13 C.F.R. § 124.302(a) (1988). Taken together, Liberty argues, the statute creates a "duty" to award subcontracts, and the regulation establishes a "reasonable profit" requirement.
We are not persuaded. While the statutory provision does use the word "duty", it does not speak in mandatory language. The SBA need only award a contract "whenever it determines such action is necessary or appropriate"--a determination within the agency's discretion. Moreover, even if "necessary or appropriate," the statute only tells the SBA "to arrange for the performance of ... procurement contracts by negotiating or otherwise letting subcontracts...." 15 U.S.C. § 637(a)(1)(B). It does not incorporate any "reasonable profit" element.
The language of the regulation likewise does not speak in mandatory terms. While it may be the "policy" of the SBA to enable 8(a) concerns to earn a reasonable profit, it has no duty to do so. Policies are the result of discretionary decisions and are established to guide the agency's employees; a declaration of policy does not create a legally enforceable duty.

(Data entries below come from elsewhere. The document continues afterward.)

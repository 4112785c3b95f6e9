//! Sky map of the rendered pointings.

use std::fs::File;
use std::io::{BufWriter, Write};
use std::path::Path;

use ratatui::layout::Rect;
use ratatui::style::{Color, Style};
use ratatui::symbols::Marker;
use ratatui::text::Span;
use ratatui::widgets::canvas::{Canvas, Line as CanvasLine, Points};
use ratatui::widgets::{Block, Borders};
use ratatui::Frame;
use serde::{Deserialize, Serialize};
use tracing::info;

use crate::error::ExportError;
use crate::survey::{RecordId, SurveyRecord};

/// One plotted pointing in a saved sky map.
#[derive(Debug, Clone, PartialEq, Serialize, Deserialize)]
pub struct SkymapPoint {
    pub id: RecordId,
    pub ra: f64,
    pub dec: f64,
    /// Horizontal map coordinate, RA wrapped into (-180, 180].
    pub x: f64,
    pub y: f64,
}

/// Saved sky map document.
#[derive(Debug, Clone, PartialEq, Serialize, Deserialize)]
pub struct SkymapExport {
    pub survey: String,
    pub points: Vec<SkymapPoint>,
}

impl SkymapExport {
    pub fn new(survey: &str, records: &[SurveyRecord]) -> Self {
        let points = records
            .iter()
            .zip(plot_points(records))
            .map(|(r, (x, y))| SkymapPoint {
                id: r.id.clone(),
                ra: r.ra,
                dec: r.dec,
                x,
                y,
            })
            .collect();
        Self {
            survey: survey.to_string(),
            points,
        }
    }
}

/// Wraps right ascension into (-180, 180] so the map is centred on RA 0.
pub fn wrap_ra(ra: f64) -> f64 {
    let mut ra = ra.rem_euclid(360.0);
    if ra > 180.0 {
        ra -= 360.0;
    }
    ra
}

/// Canvas coordinates `(x, y)` for each record.
pub fn plot_points(records: &[SurveyRecord]) -> Vec<(f64, f64)> {
    records.iter().map(|r| (wrap_ra(r.ra), r.dec)).collect()
}

/// Writes the plotted pointings to `path` as JSON; returns the point count.
pub fn save_skymap(
    path: &Path,
    survey: &str,
    records: &[SurveyRecord],
) -> Result<usize, ExportError> {
    let export = SkymapExport::new(survey, records);
    let mut writer = BufWriter::new(File::create(path)?);
    serde_json::to_writer_pretty(&mut writer, &export)?;
    writer.flush()?;

    info!(path = %path.display(), survey, points = export.points.len(), "Sky map saved");
    Ok(export.points.len())
}

pub fn draw_skymap(f: &mut Frame, records: &[SurveyRecord], survey: &str, area: Rect) {
    let points = plot_points(records);
    let canvas = Canvas::default()
        .block(
            Block::default()
                .title(format!(" SKYMAP: {} ", survey))
                .borders(Borders::ALL)
                .border_style(Style::default().fg(Color::Blue)),
        )
        .marker(Marker::Braille)
        .x_bounds([-180.0, 180.0])
        .y_bounds([-90.0, 90.0])
        .paint(move |ctx| {
            // Equator and prime meridian.
            ctx.draw(&CanvasLine {
                x1: -180.0,
                y1: 0.0,
                x2: 180.0,
                y2: 0.0,
                color: Color::DarkGray,
            });
            ctx.draw(&CanvasLine {
                x1: 0.0,
                y1: -90.0,
                x2: 0.0,
                y2: 90.0,
                color: Color::DarkGray,
            });
            ctx.layer();
            ctx.draw(&Points {
                coords: &points,
                color: Color::Red,
            });
            ctx.print(-178.0, 85.0, Span::styled("RA -180", Style::default().fg(Color::DarkGray)));
            ctx.print(150.0, 85.0, Span::styled("RA 180", Style::default().fg(Color::DarkGray)));
        });
    f.render_widget(canvas, area);
}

Indeed, SBA regulations explicitly recite that the decision to award a contract is discretionary. "SBA is not required to make an award of any particular contract, and should it make an award, SBA is not required to award a contract to a particular 8(a) concern." 13 C.F.R. § 124.301(b)(5) (1988).
Not only is Liberty's argument unsupported by the cited statutory language, it is flatly inconsistent with the statute's pricing provision. "A [procurement] contract may not be awarded under this subsection if the award of the contract would result in a cost to the awarding agency which exceeds a fair market price." 15 U.S.C. § 637(a)(1)(A). The fair market price "shall be determined by the agency offering the procurement requirement to the" SBA, based on either a cost analysis or recent comparable procurement prices. 15 U.S.C. § 637(a)(3)(b). We cannot reconcile the alleged duty of the SBA to ensure a reasonable profit with Congress' command that the procuring agency pay a "fair market price" as determined by the agency.

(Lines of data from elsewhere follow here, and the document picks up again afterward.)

//! REST client for the survey database.
//!
//! Every endpoint is a `GET` carrying a Mongo-style JSON filter in the body
//! and answering with a JSON array of matching documents.

use async_trait::async_trait;
use reqwest::Client;
use serde::de::DeserializeOwned;
use serde::Deserialize;
use serde_json::Value;
use tracing::{debug, info};

use super::DatabaseAdapter;
use crate::config::DatabaseConfig;
use crate::error::DataAccessError;
use crate::survey::query::{job_filter, survey_filter};
use crate::survey::{
    ProcessingStatus, QueryParams, RecordId, SurveyCatalog, SurveyInfo, SurveyRecord,
};

const SURVEY_ENDPOINT: &str = "survey";
const SURVEY_SEARCH_ENDPOINT: &str = "survey/search_data";
const POINTING_SEARCH_ENDPOINT: &str = "data/search_data";

#[derive(Debug, Deserialize)]
struct SurveyRow {
    survey: String,
    parent_survey: String,
}

#[derive(Debug, Deserialize)]
struct SurveyInfoRow {
    survey: Option<String>,
    f_low: f64,
    f_hi: f64,
}

#[derive(Debug, Deserialize)]
struct PointingRow {
    #[serde(rename = "_id")]
    id: Value,
    start_date_time: f64,
    ra_j: f64,
    dec_j: f64,
    #[serde(default)]
    source_name: Option<String>,
}

impl PointingRow {
    fn record_id(&self) -> RecordId {
        match &self.id {
            Value::String(s) => RecordId::new(s.clone()),
            // ObjectId-style `{"$oid": "..."}` documents.
            Value::Object(map) => match map.get("$oid").and_then(Value::as_str) {
                Some(oid) => RecordId::new(oid),
                None => RecordId::new(self.id.to_string()),
            },
            other => RecordId::new(other.to_string()),
        }
    }
}

#[derive(Debug, Deserialize)]
struct JobRow {
    #[serde(default)]
    completed: bool,
}

/// Survey database reached over HTTP.
pub struct HttpDatabase {
    http_client: Client,
    base_url: String,
    token: Option<String>,
    status_endpoint: String,
}

impl HttpDatabase {
    /// Creates a client for the database described by `config`.
    pub fn new(config: &DatabaseConfig) -> Result<Self, DataAccessError> {
        let base_url = config.base_url();
        let http_client = Client::builder()
            .timeout(config.timeout())
            .build()
            .map_err(|e| DataAccessError::Connection {
                url: base_url.clone(),
                message: format!("Failed to build HTTP client: {}", e),
            })?;

        Ok(Self {
            http_client,
            base_url,
            token: config.token.clone(),
            status_endpoint: config.status_endpoint.trim_matches('/').to_string(),
        })
    }

    /// Points the client at a different base URL (test servers, proxies).
    pub fn with_base_url(mut self, base_url: impl Into<String>) -> Self {
        let mut base_url = base_url.into();
        if !base_url.ends_with('/') {
            base_url.push('/');
        }
        self.base_url = base_url;
        self
    }

    pub fn base_url(&self) -> &str {
        &self.base_url
    }

    async fn search<T: DeserializeOwned>(
        &self,
        endpoint: &str,
        filter: Option<&Value>,
    ) -> Result<Vec<T>, DataAccessError> {
        let url = format!("{}{}", self.base_url, endpoint);
        let mut request = self.http_client.get(&url);
        if let Some(token) = &self.token {
            request = request.bearer_auth(token);
        }
        if let Some(filter) = filter {
            request = request.json(filter);
        }

        debug!(endpoint, "Querying survey database");
        let response = request
            .send()
            .await
            .map_err(|e| DataAccessError::Connection {
                url: url.clone(),
                message: e.to_string(),
            })?;

        let status = response.status();
        if !status.is_success() {
            let message = response.text().await.unwrap_or_default();
            return Err(DataAccessError::Status {
                endpoint: endpoint.to_string(),
                code: status.as_u16(),
                message,
            });
        }

        let body = response
            .text()
            .await
            .map_err(|e| DataAccessError::Connection {
                url: url.clone(),
                message: e.to_string(),
            })?;
        serde_json::from_str(&body).map_err(|e| DataAccessError::Schema {
            endpoint: endpoint.to_string(),
            message: e.to_string(),
        })
    }

    async fn status_of(&self, id: &RecordId) -> Result<ProcessingStatus, DataAccessError> {
        let jobs: Vec<JobRow> = self
            .search(&self.status_endpoint, Some(&job_filter(id.as_str())))
            .await?;
        Ok(match jobs.first() {
            None => ProcessingStatus::Unprocessed,
            Some(job) if job.completed => ProcessingStatus::Completed,
            Some(_) => ProcessingStatus::Active,
        })
    }
}

#[async_trait]
impl DatabaseAdapter for HttpDatabase {
    async fn surveys(&self) -> Result<SurveyCatalog, DataAccessError> {
        let rows: Vec<SurveyRow> = self.search(SURVEY_ENDPOINT, None).await?;
        let catalog =
            SurveyCatalog::from_pairs(rows.into_iter().map(|r| (r.parent_survey, r.survey)));
        info!(parents = catalog.parents().len(), "Survey catalog loaded");
        Ok(catalog)
    }

    async fn query(&self, params: &QueryParams) -> Result<Vec<SurveyRecord>, DataAccessError> {
        if params.survey.trim().is_empty() {
            return Err(DataAccessError::InvalidQuery(
                "no survey selected".to_string(),
            ));
        }

        let rows: Vec<PointingRow> = self
            .search(POINTING_SEARCH_ENDPOINT, Some(&params.pointing_filter()))
            .await?;
        let fetched = rows.len();

        let mut records = Vec::new();
        for row in rows
            .into_iter()
            .filter(|r| params.coordinates.contains(r.ra_j, r.dec_j))
        {
            let id = row.record_id();
            let status = self.status_of(&id).await?;
            let mut record = SurveyRecord::new(id, row.start_date_time, row.ra_j, row.dec_j)
                .with_status(status);
            if let Some(source) = row.source_name {
                record = record.with_source(source);
            }
            records.push(record);
        }

        info!(
            survey = %params.survey,
            fetched,
            kept = records.len(),
            "Pointing query complete"
        );
        Ok(records)
    }

    async fn survey_info(&self, survey: &str) -> Result<Option<SurveyInfo>, DataAccessError> {
        let rows: Vec<SurveyInfoRow> = self
            .search(SURVEY_SEARCH_ENDPOINT, Some(&survey_filter(survey)))
            .await?;
        Ok(rows.into_iter().next().map(|row| SurveyInfo {
            survey: row.survey.unwrap_or_else(|| survey.to_string()),
            f_low: row.f_low,
            f_hi: row.f_hi,
        }))
    }
}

Finally, our decision in Gifford v. Small Business Administration, 626 F.2d 85, 87 (9th Cir.1980), compels our conclusion that the SBA owed no duty to Liberty. Just like the "determination of how much to lend an Economic Opportunity loan applicant," id., the determination of the contract price in this case is discretionary. In Gifford, the SBA had to balance the statutory command to loan funds "adequate to assure completion" of Gifford's project with the statutory limitation that there be "reasonable assurance of repayment of the loan." We concluded that, when the SBA must apply "opposing criteria" in determining how much to lend an applicant, its decision is discretionary. Id. at 86-87.

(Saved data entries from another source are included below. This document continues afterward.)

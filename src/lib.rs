//! mission-control: query survey pointings and launch processing jobs.
//!
//! The library holds the pieces behind the terminal interface: the survey
//! database adapter, the pipeline launcher, the selection view and the
//! controller that ties them together.

pub mod cli;
pub mod config;
pub mod controller;
pub mod database;
pub mod error;
pub mod launcher;
pub mod shell;
pub mod state;
pub mod survey;
pub mod view;

// Re-export commonly used types
pub use config::MissionConfig;
pub use controller::{Controller, LaunchOutcome, RefreshOutcome};
pub use database::{DatabaseAdapter, HttpDatabase};
pub use error::{ConfigError, ControllerError, DataAccessError, ExportError, LaunchError};
pub use launcher::{LaunchHandle, LaunchOptions, LaunchRequest, PipelineLauncher, ProcessLauncher};
pub use state::AppState;
pub use survey::{
    CoordinateFilter, ProcessingStatus, QueryParams, RecordId, SurveyCatalog, SurveyInfo,
    SurveyRecord, SurveySummary,
};
pub use view::{SelectionSet, SelectionView};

The same analysis applies here. The SBA must award a contract with a "fair market price" as determined by the procuring agency (in this case, the Navy). Its "policy" is to enable subcontractors to earn a reasonable profit, but its ultimate decision about what constitutes the appropriate contract price is purely discretionary.2
B
Liberty claims that regulations required the SBA to determine that Liberty had the wherewithal to perform the contract. Liberty specifically identifies 13 C.F.R. § 124.302(c)(1) (1988), which states:
SBA will not certify as to its competency [to the procuring agency as provided by 15 U.S.C. § 637(a)(1)(A) ], without first determining that the section 8(a) concern it intends to subcontract to is responsible to perform the contract in question. If SBA determines that the concern lacks the capability, competency, capacity, credit, integrity, perseverance, and tenacity to perform on a specific 8(a) subcontract, the contract will not be awarded.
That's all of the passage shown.